新妻さんは2015年に「日本ゴム銃・オブ・ザ・イヤー」で最優秀賞を獲得している。
(引用元:日本ゴム銃・オブ・ザ・イヤー様)
それにしても、これほど「男ゴコロ」をくすぐられる作品があるだろうか。男の探究心は時として素晴らしいものを生み出す。この作品の面白みは、もしかしたら女性の方にはわかりにくいものかもしれない。たかが輪ゴム銃、しかし男にとってはされど輪ゴム銃なのだ。
作品には「機能や性能を高めたもの」と「感性に働きかけるもの」の二種類があると思う。この作品は、機能や性能も高いが、なによりもワクワク感や撃った時の衝撃など、感性に働きかけてくれるものだ。手に持ったときの重厚感、輪ゴム発射時のオートバックにより手に伝わる振動、弾倉も通常の銃のようにセット式で球切れの際には素早く交換ができ、おまけにフォアグリップまでついていたりと。そのスペックと見た目から、言われるまで輪ゴム銃だとは思えないほどである。
「新妻さんのWEBサイトにある写真や動画はとてもきれいで、しかも音楽の選定までもが素晴らしいですね。」私がそう言うと、「実はものづくりが楽しくてやっているのか、それとも、みんなに見てもらうことが楽しくてやっているのか自分でもわからない」とおっしゃっていた。新妻さんはもともとは文系で、学校では技術を学んだことがないそうだ。その新妻さんがここまでゴム銃を素晴らしいものに発展させたその原動力は、「多くの人に見てもらうこと」だったのだ。だから私は、今回のものづくり文化展の受賞が、またその原動力に繋がってくだされば嬉しいと思った。会話をしていてわかったのだが、新妻さんの誕生日は2月15日。偶然にも今回のものづくり文化展の受賞作品発表日と同じで、新妻さんはそのことを喜んでくださっていた。だからなおさら私は、受賞が原動力になってくれればいいなあという気持ちを強くするのであった。

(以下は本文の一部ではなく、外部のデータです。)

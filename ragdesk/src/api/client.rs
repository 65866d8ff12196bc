//! REST client for the answering and guardrail-management services.

use async_trait::async_trait;
use reqwest::header::{ACCEPT, CONTENT_TYPE, HeaderMap, HeaderValue};
use serde::Serialize;
use serde::de::DeserializeOwned;
use tracing::{debug, instrument};
use url::Url;

use crate::config::{AppConfig, DEFAULT_API_URL, HttpClientConfig, parse_api_url};
use crate::error::{Error, Result, TransportError};
use crate::guardrail::{CurrentGuardrail, GuardrailIdentity, GuardrailRef, GuardrailTarget};
use crate::session::{ChatBackend, ChatMode, TurnReply, TurnRequest};

use super::types::{
    AgentResponse, ApplyRequest, ApplyResponse, CurrentGuardrailResponse, ErrorBody,
    ListingResponse, ModelQueryRequest, QueryRequest, QueryResponse, decode_listing,
};

/// Client for the REST surface.
///
/// Implements [`ChatBackend`] for chat turns and [`GuardrailTarget`] for
/// agent guardrail association, so one client can drive a whole
/// [`Conversation`](crate::session::Conversation).
///
/// # Example
///
/// ```rust,ignore
/// use ragdesk::api::ApiClient;
///
/// let client = ApiClient::builder()
///     .base_url("https://abc123.execute-api.us-east-1.amazonaws.com/prod/")
///     .timeout_secs(30)
///     .build()?;
///
/// let identities = client.list_guardrails().await?;
/// ```
#[derive(Clone)]
pub struct ApiClient {
    http_client: reqwest::Client,
    base_url: Url,
}

impl std::fmt::Debug for ApiClient {
    fn fmt(&self, f: &mut std::fmt::Formatter<'_>) -> std::fmt::Result {
        f.debug_struct("ApiClient")
            .field("base_url", &self.base_url.as_str())
            .finish_non_exhaustive()
    }
}

impl ApiClient {
    /// Create a new client builder.
    #[must_use]
    pub fn builder() -> ApiClientBuilder {
        ApiClientBuilder::default()
    }

    /// Create a client from application config.
    ///
    /// # Errors
    ///
    /// Returns [`Error::Config`] for an invalid `api_url` and
    /// [`Error::Transport`] if the HTTP client cannot be built.
    pub fn from_config(config: &AppConfig) -> Result<Self> {
        Self::builder()
            .base_url(&config.api_url)
            .http_config(config.http.clone())
            .build()
    }

    /// The API base URL.
    #[must_use]
    pub fn base_url(&self) -> &str {
        self.base_url.as_str()
    }

    /// Fetch every guardrail with its version detail.
    ///
    /// # Errors
    ///
    /// Returns [`Error::Transport`] if the request fails.
    #[instrument(skip(self))]
    pub async fn list_guardrails(&self) -> Result<Vec<GuardrailIdentity>> {
        let response: ListingResponse = self.get(&["guardrails"]).await?;
        let identities = decode_listing(response);
        debug!(count = identities.len(), "guardrail listing fetched");
        Ok(identities)
    }

    /// Attach a guardrail to an agent, or detach with `None`.
    ///
    /// Returns what the service reports as attached afterwards.
    ///
    /// # Errors
    ///
    /// Returns [`Error::Transport`] if the request fails.
    #[instrument(skip(self))]
    pub async fn set_guardrail(
        &self,
        agent_id: &str,
        guardrail: Option<&GuardrailRef>,
    ) -> Result<CurrentGuardrail> {
        let body = ApplyRequest {
            agent_id,
            guardrail_id: guardrail.map(|g| g.id.as_str()),
            guardrail_version: guardrail.map(|g| g.version.as_str()),
        };
        let response: ApplyResponse = self
            .send(reqwest::Method::PUT, &["guardrails"], &body)
            .await?;
        if let Some(message) = &response.message {
            debug!(agent_id, message, "guardrail update acknowledged");
        }
        Ok(response.current_guardrail.into())
    }

    async fn query_model(&self, request: &TurnRequest) -> Result<TurnReply> {
        let body = ModelQueryRequest::new(
            &request.history,
            &request.content,
            request.session_id.as_deref(),
            request.guardrail.as_ref(),
        );
        let response: QueryResponse = self
            .send(reqwest::Method::POST, &["llm", "query"], &body)
            .await?;
        Ok(response.into())
    }

    async fn query_knowledge_base(&self, request: &TurnRequest) -> Result<TurnReply> {
        let body = QueryRequest::new(
            &request.content,
            request.session_id.as_deref(),
            request.guardrail.as_ref(),
        );
        let response: QueryResponse = self
            .send(reqwest::Method::POST, &["knowledge-base", "query"], &body)
            .await?;
        Ok(response.into())
    }

    async fn invoke_agent(&self, request: &TurnRequest) -> Result<TurnReply> {
        let body = QueryRequest::new(
            &request.content,
            request.session_id.as_deref(),
            request.guardrail.as_ref(),
        );
        let response: AgentResponse = self
            .send(reqwest::Method::POST, &["agent", "invoke"], &body)
            .await?;
        Ok(TurnReply::try_from(response)?)
    }

    fn endpoint(&self, segments: &[&str]) -> Result<Url> {
        let mut url = self.base_url.clone();
        url.path_segments_mut()
            .map_err(|()| Error::config(format!("'{}' cannot be a base URL", self.base_url)))?
            .pop_if_empty()
            .extend(segments);
        Ok(url)
    }

    fn headers() -> HeaderMap {
        let mut headers = HeaderMap::with_capacity(2);
        headers.insert(CONTENT_TYPE, HeaderValue::from_static("application/json"));
        headers.insert(ACCEPT, HeaderValue::from_static("application/json"));
        headers
    }

    async fn get<T: DeserializeOwned>(&self, segments: &[&str]) -> Result<T> {
        let url = self.endpoint(segments)?;
        debug!(%url, "GET");
        let response = self
            .http_client
            .get(url)
            .headers(Self::headers())
            .send()
            .await?;
        Self::read(response).await
    }

    async fn send<B: Serialize + Sync, T: DeserializeOwned>(
        &self,
        method: reqwest::Method,
        segments: &[&str],
        body: &B,
    ) -> Result<T> {
        let url = self.endpoint(segments)?;
        debug!(%method, %url, "sending request");
        let response = self
            .http_client
            .request(method, url)
            .headers(Self::headers())
            .json(body)
            .send()
            .await?;
        Self::read(response).await
    }

    async fn read<T: DeserializeOwned>(response: reqwest::Response) -> Result<T> {
        let status = response.status();
        let text = response.text().await?;
        if !status.is_success() {
            let message = serde_json::from_str::<ErrorBody>(&text)
                .map(|body| body.error)
                .unwrap_or_else(|_| {
                    if text.is_empty() {
                        status.canonical_reason().unwrap_or("request failed").to_owned()
                    } else {
                        text
                    }
                });
            return Err(TransportError::http_status(status.as_u16(), message).into());
        }
        serde_json::from_str(&text).map_err(|e| {
            TransportError::decode(format!("unexpected response body: {e}")).into()
        })
    }
}

#[async_trait]
impl ChatBackend for ApiClient {
    async fn submit(&self, request: &TurnRequest) -> Result<TurnReply> {
        debug!(
            mode = request.mode.as_str(),
            guardrail = ?request.guardrail,
            history = request.history.len(),
            "submitting turn"
        );
        match request.mode {
            ChatMode::Model => self.query_model(request).await,
            ChatMode::KnowledgeBase => self.query_knowledge_base(request).await,
            ChatMode::Agent => self.invoke_agent(request).await,
        }
    }
}

#[async_trait]
impl GuardrailTarget for ApiClient {
    async fn current_guardrail(&self, target_id: &str) -> Result<CurrentGuardrail> {
        let response: CurrentGuardrailResponse = self.get(&["guardrails", target_id]).await?;
        if let Some(agent_id) = response.agent_id.as_deref() {
            if agent_id != target_id {
                debug!(target_id, agent_id, "service answered for a different agent id");
            }
        }
        Ok(response.guardrail.into())
    }

    async fn attach_guardrail(&self, target_id: &str, guardrail: &GuardrailRef) -> Result<()> {
        self.set_guardrail(target_id, Some(guardrail))
            .await
            .map(|_| ())
            .map_err(|e| Error::apply_failed(target_id, e.to_string()))
    }

    async fn detach_guardrail(&self, target_id: &str) -> Result<()> {
        self.set_guardrail(target_id, None)
            .await
            .map(|_| ())
            .map_err(|e| Error::apply_failed(target_id, e.to_string()))
    }
}

/// Builder for [`ApiClient`].
#[derive(Debug, Default)]
pub struct ApiClientBuilder {
    base_url: Option<String>,
    http: HttpClientConfig,
}

impl ApiClientBuilder {
    /// Set the base URL. A path prefix such as a deployment stage is kept.
    #[must_use]
    pub fn base_url(mut self, base_url: impl Into<String>) -> Self {
        self.base_url = Some(base_url.into());
        self
    }

    /// Set the request timeout in seconds.
    #[must_use]
    pub const fn timeout_secs(mut self, timeout: u64) -> Self {
        self.http.timeout_secs = Some(timeout);
        self
    }

    /// Replace the HTTP settings wholesale.
    #[must_use]
    pub fn http_config(mut self, http: HttpClientConfig) -> Self {
        self.http = http;
        self
    }

    /// Build the client.
    ///
    /// # Errors
    ///
    /// Returns [`Error::Config`] for a base URL that is not an absolute
    /// http(s) URL and [`Error::Transport`] if the HTTP client cannot be
    /// built.
    pub fn build(self) -> Result<ApiClient> {
        let base_url = parse_api_url(self.base_url.as_deref().unwrap_or(DEFAULT_API_URL))?;
        Ok(ApiClient {
            http_client: self.http.build_client()?,
            base_url,
        })
    }
}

新妻さんは今年43歳になるそうだが、とてもお若く見えた。たぶん「少年の心」を忘れていない方なのだと思う。だからこそ、これほどワクワクさせるゴム銃を作ることができるのではないか。このゴム銃は機能や性能だけではなく、撃つことの楽しさをとことん追求して作られたものだ。それを生み出している源は「少年の心」にあるのではないか。そんなことを感じさせられる取材であった。